* _Exercise details_
Repeat exactly the opening lines of the records, ending with the line that contains "let suffix = Uuid::new_v4().simple().to_string();".

Saved data entries:
————————
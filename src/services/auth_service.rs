use bcrypt::{hash, verify};
use diesel::prelude::*;
use uuid::Uuid;

use crate::{
    db::enums::UserRole,
    db::models::api::error_codes,
    db::models::user::{
        LoginRequest, LoginResponse, NewUser, RefreshTokenResponse, RegisterRequest,
        UpdateUserRequest, User, VerifyAccountRequest,
    },
    db::repositories::UserRepo,
    error::{AppError, AppResult},
    middleware::auth::{IssuedToken, RefreshClaims, TokenService},
    services::context::RequestContext,
};

pub struct AuthService;

/// `john.doe@example.com` -> `john.doe`
pub fn username_from_email(email: &str) -> String {
    email
        .split('@')
        .next()
        .map(str::trim)
        .filter(|s| !s.is_empty())
        .unwrap_or("user")
        .to_string()
}

impl AuthService {
    pub fn register(
        conn: &mut PgConnection,
        req: &RegisterRequest,
        bcrypt_cost: u32,
    ) -> AppResult<User> {
        let email = req.email.trim().to_lowercase();

        if UserRepo::exists_by_email(conn, &email)? {
            return Err(AppError::conflict_with_code(
                "Email already exists",
                Some("email".to_string()),
                error_codes::USER_EMAIL_EXISTS,
            ));
        }

        // local part collisions get a short random suffix
        let mut username = username_from_email(&email);
        if UserRepo::exists_by_username(conn, &username)? {
            let suffix = Uuid::new_v4().simple().to_string();
            username = format!("{}-{}", username, &suffix[..6]);
        }

        let password_hash = hash(&req.password, bcrypt_cost)?;

        let new_user = NewUser {
            email,
            display_name: username.clone(),
            username,
            password_hash,
            role: UserRole::Client,
            is_active: false,
            verify_token: Some(Uuid::new_v4().to_string()),
        };

        let user = UserRepo::insert(conn, &new_user)?;
        tracing::info!(user_id = %user.id, "User registered");
        Ok(user)
    }

    pub fn verify_account(conn: &mut PgConnection, req: &VerifyAccountRequest) -> AppResult<User> {
        let email = req.email.trim().to_lowercase();
        let user = UserRepo::find_by_email(conn, &email)?
            .ok_or_else(|| AppError::not_found("Account"))?;

        if user.is_active {
            return Err(AppError::not_acceptable("Your account is already active!"));
        }
        if user.verify_token.as_deref() != Some(req.token.as_str()) {
            return Err(AppError::not_acceptable("Token is invalid!"));
        }

        let user = UserRepo::activate(conn, user.id)?;
        tracing::info!(user_id = %user.id, "User verified");
        Ok(user)
    }

    /// Returns the login payload plus the refresh token lifetime for the cookies.
    pub fn login(
        conn: &mut PgConnection,
        tokens: &TokenService,
        req: &LoginRequest,
    ) -> AppResult<(LoginResponse, IssuedToken)> {
        let email = req.email.trim().to_lowercase();
        let user = UserRepo::find_by_email(conn, &email)?
            .ok_or_else(|| AppError::not_found("Account"))?;

        if !user.is_active {
            return Err(AppError::not_acceptable(
                "Your account is not active! Please verify your email",
            ));
        }
        if !verify(&req.password, &user.password_hash)? {
            return Err(AppError::not_acceptable("Your email or password is incorrect!"));
        }

        let access = tokens.generate_access_token(user.id, &user.email)?;
        let refresh = tokens.generate_refresh_token(user.id)?;
        tracing::info!(user_id = %user.id, "User logged in");

        Ok((
            LoginResponse {
                access_token: access.token,
                refresh_token: refresh.token.clone(),
                token_type: "Bearer".to_string(),
                expires_in: access.expires_in,
                user,
            },
            refresh,
        ))
    }

    pub fn refresh(
        conn: &mut PgConnection,
        tokens: &TokenService,
        claims: &RefreshClaims,
    ) -> AppResult<RefreshTokenResponse> {
        let user = UserRepo::find_by_id(conn, claims.sub)?
            .filter(|u| u.is_active)
            .ok_or_else(|| AppError::forbidden("Please sign in! (Error from refresh token)"))?;

        let access = tokens.generate_access_token(user.id, &user.email)?;
        Ok(RefreshTokenResponse {
            access_token: access.token,
            token_type: "Bearer".to_string(),
            expires_in: access.expires_in,
        })
    }

    pub fn profile(conn: &mut PgConnection, ctx: &RequestContext) -> AppResult<User> {
        UserRepo::find_by_id(conn, ctx.user_id)?.ok_or_else(|| AppError::not_found("User"))
    }

    pub fn update(
        conn: &mut PgConnection,
        ctx: &RequestContext,
        req: &UpdateUserRequest,
        bcrypt_cost: u32,
    ) -> AppResult<User> {
        if req.display_name.is_none() && req.new_password.is_none() {
            return Err(AppError::validation("Nothing to update"));
        }

        let user = Self::profile(conn, ctx)?;

        let new_password_hash = match &req.new_password {
            Some(new_password) => {
                let current = req.current_password.as_deref().ok_or_else(|| {
                    AppError::validation("current_password is required to change the password")
                })?;
                if !verify(current, &user.password_hash)? {
                    return Err(AppError::not_acceptable("Your current password is incorrect!"));
                }
                Some(hash(new_password, bcrypt_cost)?)
            }
            None => None,
        };

        let display_name = req.display_name.as_ref().map(|n| n.trim().to_string());
        let user = UserRepo::update_profile(conn, user.id, display_name, new_password_hash)?;
        tracing::info!(user_id = %user.id, "User profile updated");
        Ok(user)
    }

    /// Stores the new avatar and returns the public id of the one it replaced.
    pub fn set_avatar(
        conn: &mut PgConnection,
        ctx: &RequestContext,
        url: &str,
        public_id: &str,
    ) -> AppResult<(User, Option<String>)> {
        let user = Self::profile(conn, ctx)?;
        let previous = user.avatar_public_id.clone();
        let user = UserRepo::update_avatar(conn, user.id, url, public_id)?;
        Ok((user, previous))
    }
}
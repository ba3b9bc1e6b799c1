use chrono::Utc;
use diesel::prelude::*;
use uuid::Uuid;

use crate::{
    db::enums::MemberAction,
    db::models::attachment::Attachment,
    db::models::board::Board,
    db::models::card::{
        Card, CardChangeset, CardComment, CreateCardRequest, IncomingLabelInfo,
        IncomingMemberInfo, NewCard, UpdateCardRequest,
    },
    db::repositories::{AttachmentRepo, CardRepo, ColumnRepo},
    error::{AppError, AppResult},
    services::{boards_service::BoardsService, context::RequestContext},
    utils::order,
};

pub struct CardsService;

/// Newest comment first.
pub fn prepend_comment(comments: Vec<CardComment>, comment: CardComment) -> Vec<CardComment> {
    let mut next = Vec::with_capacity(comments.len() + 1);
    next.push(comment);
    next.extend(comments);
    next
}

pub fn apply_member_change(
    board: &Board,
    member_ids: &[Uuid],
    info: &IncomingMemberInfo,
) -> AppResult<Vec<Uuid>> {
    match info.action {
        MemberAction::Add => {
            if !board.is_member(info.user_id) {
                return Err(AppError::validation("User is not a member of this board"));
            }
            Ok(order::push_unique(member_ids, info.user_id))
        }
        MemberAction::Remove => Ok(order::pull(member_ids, info.user_id)),
    }
}

pub fn apply_label_change(
    board: &Board,
    label_ids: &[Uuid],
    info: &IncomingLabelInfo,
) -> AppResult<Vec<Uuid>> {
    match info.action {
        MemberAction::Add => {
            if !board.board_labels().iter().any(|l| l.id == info.label_id) {
                return Err(AppError::not_found("Label"));
            }
            Ok(order::push_unique(label_ids, info.label_id))
        }
        MemberAction::Remove => Ok(order::pull(label_ids, info.label_id)),
    }
}

fn encode<T: serde::Serialize>(value: &T) -> AppResult<serde_json::Value> {
    serde_json::to_value(value)
        .map_err(|e| AppError::internal(format!("Failed to encode card data: {}", e)))
}

impl CardsService {
    /// Live card plus its board, checking the user's access.
    pub fn require_member(
        conn: &mut PgConnection,
        user_id: Uuid,
        card_id: Uuid,
    ) -> AppResult<(Card, Board)> {
        let card = CardRepo::find_live_by_id(conn, card_id)?
            .ok_or_else(|| AppError::not_found("Card"))?;
        let board = BoardsService::require_member(conn, user_id, card.board_id)?;
        Ok((card, board))
    }

    pub fn create(
        conn: &mut PgConnection,
        ctx: &RequestContext,
        req: &CreateCardRequest,
    ) -> AppResult<Card> {
        let board = BoardsService::require_member(conn, ctx.user_id, req.board_id)?;
        let column = ColumnRepo::find_live_by_id(conn, req.column_id)?
            .ok_or_else(|| AppError::not_found("Column"))?;
        if column.board_id != board.id {
            return Err(AppError::validation("Column does not belong to this board"));
        }

        let new_card = NewCard {
            board_id: board.id,
            column_id: column.id,
            title: req.title.trim().to_string(),
            description: req.description.clone(),
        };

        let card = conn.transaction::<Card, diesel::result::Error, _>(|conn| {
            let card = CardRepo::insert(conn, &new_card)?;
            let current = ColumnRepo::find_live_by_id_for_update(conn, column.id)?
                .map(|c| c.card_order_ids)
                .unwrap_or_default();
            ColumnRepo::set_card_order(conn, column.id, order::push_unique(&current, card.id))?;
            Ok(card)
        })?;

        tracing::info!(card_id = %card.id, column_id = %column.id, "Card created");
        Ok(card)
    }

    pub fn get(conn: &mut PgConnection, ctx: &RequestContext, card_id: Uuid) -> AppResult<Card> {
        Self::require_member(conn, ctx.user_id, card_id).map(|(card, _)| card)
    }

    pub fn update(
        conn: &mut PgConnection,
        ctx: &RequestContext,
        card_id: Uuid,
        req: &UpdateCardRequest,
    ) -> AppResult<Card> {
        if req.is_empty() {
            return Err(AppError::validation("Nothing to update"));
        }
        let clear_due_date = req.clear_due_date.unwrap_or(false);
        if clear_due_date && req.due_date.is_some() {
            return Err(AppError::validation(
                "due_date and clear_due_date cannot be used together",
            ));
        }

        let (card, board) = Self::require_member(conn, ctx.user_id, card_id)?;

        let mut changes = CardChangeset {
            title: req.title.as_ref().map(|t| t.trim().to_string()),
            description: req.description.clone(),
            is_completed: req.is_completed,
            ..Default::default()
        };

        if clear_due_date {
            changes.due_date = Some(None);
        } else if let Some(due) = req.due_date {
            changes.due_date = Some(Some(due));
        }

        if let Some(comment) = &req.comment_to_add {
            let comment = CardComment {
                id: Uuid::new_v4(),
                user_id: ctx.user_id,
                user_email: ctx.email.clone(),
                user_display_name: ctx.display_name.clone(),
                user_avatar: ctx.avatar.clone(),
                content: comment.content.clone(),
                commented_at: Utc::now(),
            };
            changes.comments = Some(encode(&prepend_comment(card.card_comments(), comment))?);
        }

        if let Some(info) = &req.incoming_member_info {
            changes.member_ids = Some(apply_member_change(&board, &card.member_ids, info)?);
        }

        if let Some(info) = &req.incoming_label_info {
            changes.label_ids = Some(apply_label_change(&board, &card.label_ids, info)?);
        }

        let card = CardRepo::update(conn, card.id, changes)?;
        tracing::info!(card_id = %card.id, user_id = %ctx.user_id, "Card updated");
        Ok(card)
    }

    /// Sets the cover and returns the provider id of the cover it replaced.
    pub fn set_cover(
        conn: &mut PgConnection,
        ctx: &RequestContext,
        card_id: Uuid,
        url: &str,
        public_id: &str,
    ) -> AppResult<(Card, Option<String>)> {
        let (card, _) = Self::require_member(conn, ctx.user_id, card_id)?;
        let previous = card.cover_public_id.clone();
        let card = CardRepo::update(
            conn,
            card.id,
            CardChangeset {
                cover: Some(Some(url.to_string())),
                cover_public_id: Some(Some(public_id.to_string())),
                ..Default::default()
            },
        )?;
        Ok((card, previous))
    }

    pub fn remove_cover(
        conn: &mut PgConnection,
        ctx: &RequestContext,
        card_id: Uuid,
    ) -> AppResult<(Card, Option<String>)> {
        let (card, _) = Self::require_member(conn, ctx.user_id, card_id)?;
        let previous = card.cover_public_id.clone();
        let card = CardRepo::update(
            conn,
            card.id,
            CardChangeset {
                cover: Some(None),
                cover_public_id: Some(None),
                ..Default::default()
            },
        )?;
        Ok((card, previous))
    }

    /// Authors may delete only their own comments.
    pub fn delete_comment(
        conn: &mut PgConnection,
        ctx: &RequestContext,
        card_id: Uuid,
        comment_id: Uuid,
    ) -> AppResult<Card> {
        let (card, _) = Self::require_member(conn, ctx.user_id, card_id)?;
        let comments = card.card_comments();
        let comment = comments
            .iter()
            .find(|c| c.id == comment_id)
            .ok_or_else(|| AppError::not_found("Comment"))?;
        if comment.user_id != ctx.user_id {
            return Err(AppError::forbidden("You can only delete your own comments"));
        }

        let remaining: Vec<CardComment> =
            comments.into_iter().filter(|c| c.id != comment_id).collect();
        let card = CardRepo::update(
            conn,
            card.id,
            CardChangeset {
                comments: Some(encode(&remaining)?),
                ..Default::default()
            },
        )?;
        Ok(card)
    }

    /// Soft-destroys the card and drops it from its column's order. Returns the card's
    /// attachments for provider cleanup.
    pub fn delete(
        conn: &mut PgConnection,
        ctx: &RequestContext,
        card_id: Uuid,
    ) -> AppResult<Vec<Attachment>> {
        let (card, _) = Self::require_member(conn, ctx.user_id, card_id)?;

        let attachments = conn.transaction::<Vec<Attachment>, diesel::result::Error, _>(|conn| {
            let attachments = AttachmentRepo::list_by_card(conn, card.id)?;
            CardRepo::soft_delete(conn, card.id)?;
            if let Some(column) = ColumnRepo::find_live_by_id(conn, card.column_id)? {
                ColumnRepo::set_card_order(conn, column.id, order::pull(&column.card_order_ids, card.id))?;
            }
            Ok(attachments)
        })?;

        tracing::info!(card_id = %card.id, attachments = attachments.len(), "Card deleted");
        Ok(attachments)
    }
}

#[cfg(test)]
mod tests {
    use super::*;
    use crate::db::enums::BoardType;
    use crate::db::models::board::BoardLabel;

    fn board(owner: Uuid, members: Vec<Uuid>, labels: Vec<BoardLabel>) -> Board {
        Board {
            id: Uuid::new_v4(),
            title: "Board".to_string(),
            slug: "board".to_string(),
            description: "desc".to_string(),
            board_type: BoardType::Private,
            background: None,
            labels: serde_json::to_value(labels).unwrap(),
            owner_ids: vec![owner],
            member_ids: members,
            column_order_ids: Vec::new(),
            is_destroyed: false,
            created_at: Utc::now(),
            updated_at: Utc::now(),
        }
    }

    fn comment(content: &str) -> CardComment {
        CardComment {
            id: Uuid::new_v4(),
            user_id: Uuid::new_v4(),
            user_email: "a@example.com".to_string(),
            user_display_name: "a".to_string(),
            user_avatar: None,
            content: content.to_string(),
            commented_at: Utc::now(),
        }
    }

    #[test]
    fn comments_are_prepended() {
        let first = comment("first");
        let second = comment("second");
        let comments = prepend_comment(vec![first.clone()], second.clone());
        assert_eq!(comments, vec![second, first]);
    }

    #[test]
    fn only_board_members_can_be_assigned() {
        let owner = Uuid::new_v4();
        let member = Uuid::new_v4();
        let b = board(owner, vec![member], Vec::new());

        let add = IncomingMemberInfo { user_id: member, action: MemberAction::Add };
        assert_eq!(apply_member_change(&b, &[], &add).unwrap(), vec![member]);
        assert_eq!(apply_member_change(&b, &[member], &add).unwrap(), vec![member]);

        let owner_add = IncomingMemberInfo { user_id: owner, action: MemberAction::Add };
        assert!(apply_member_change(&b, &[], &owner_add).is_ok());

        let stranger = IncomingMemberInfo { user_id: Uuid::new_v4(), action: MemberAction::Add };
        assert!(matches!(
            apply_member_change(&b, &[], &stranger),
            Err(AppError::Validation { .. })
        ));

        let remove = IncomingMemberInfo { user_id: member, action: MemberAction::Remove };
        assert!(apply_member_change(&b, &[member], &remove).unwrap().is_empty());
    }

    #[test]
    fn labels_must_exist_on_the_board() {
        let label = BoardLabel {
            id: Uuid::new_v4(),
            title: "bug".to_string(),
            color: "#ff0000".to_string(),
        };
        let b = board(Uuid::new_v4(), Vec::new(), vec![label.clone()]);

        let add = IncomingLabelInfo { label_id: label.id, action: MemberAction::Add };
        assert_eq!(apply_label_change(&b, &[], &add).unwrap(), vec![label.id]);

        let unknown = IncomingLabelInfo { label_id: Uuid::new_v4(), action: MemberAction::Add };
        assert!(matches!(
            apply_label_change(&b, &[], &unknown),
            Err(AppError::NotFound { .. })
        ));

        let remove = IncomingLabelInfo { label_id: label.id, action: MemberAction::Remove };
        assert!(apply_label_change(&b, &[label.id], &remove).unwrap().is_empty());
    }
}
————————
* _Answer to the problem_
filename src/services/auth_service.rs
use bcrypt::{hash, verify};
use diesel::prelude::*;
use uuid::Uuid;

use crate::{
    db::enums::UserRole,
    db::models::api::error_codes,
    db::models::user::{
        LoginRequest, LoginResponse, NewUser, RefreshTokenResponse, RegisterRequest,
        UpdateUserRequest, User, VerifyAccountRequest,
    },
    db::repositories::UserRepo,
    error::{AppError, AppResult},
    middleware::auth::{IssuedToken, RefreshClaims, TokenService},
    services::context::RequestContext,
};

pub struct AuthService;

/// `john.doe@example.com` -> `john.doe`
pub fn username_from_email(email: &str) -> String {
    email
        .split('@')
        .next()
        .map(str::trim)
        .filter(|s| !s.is_empty())
        .unwrap_or("user")
        .to_string()
}

impl AuthService {
    pub fn register(
        conn: &mut PgConnection,
        req: &RegisterRequest,
        bcrypt_cost: u32,
    ) -> AppResult<User> {
        let email = req.email.trim().to_lowercase();

        if UserRepo::exists_by_email(conn, &email)? {
            return Err(AppError::conflict_with_code(
                "Email already exists",
                Some("email".to_string()),
                error_codes::USER_EMAIL_EXISTS,
            ));
        }

        // local part collisions get a short random suffix
        let mut username = username_from_email(&email);
        if UserRepo::exists_by_username(conn, &username)? {
            let suffix = Uuid::new_v4().simple().to_string();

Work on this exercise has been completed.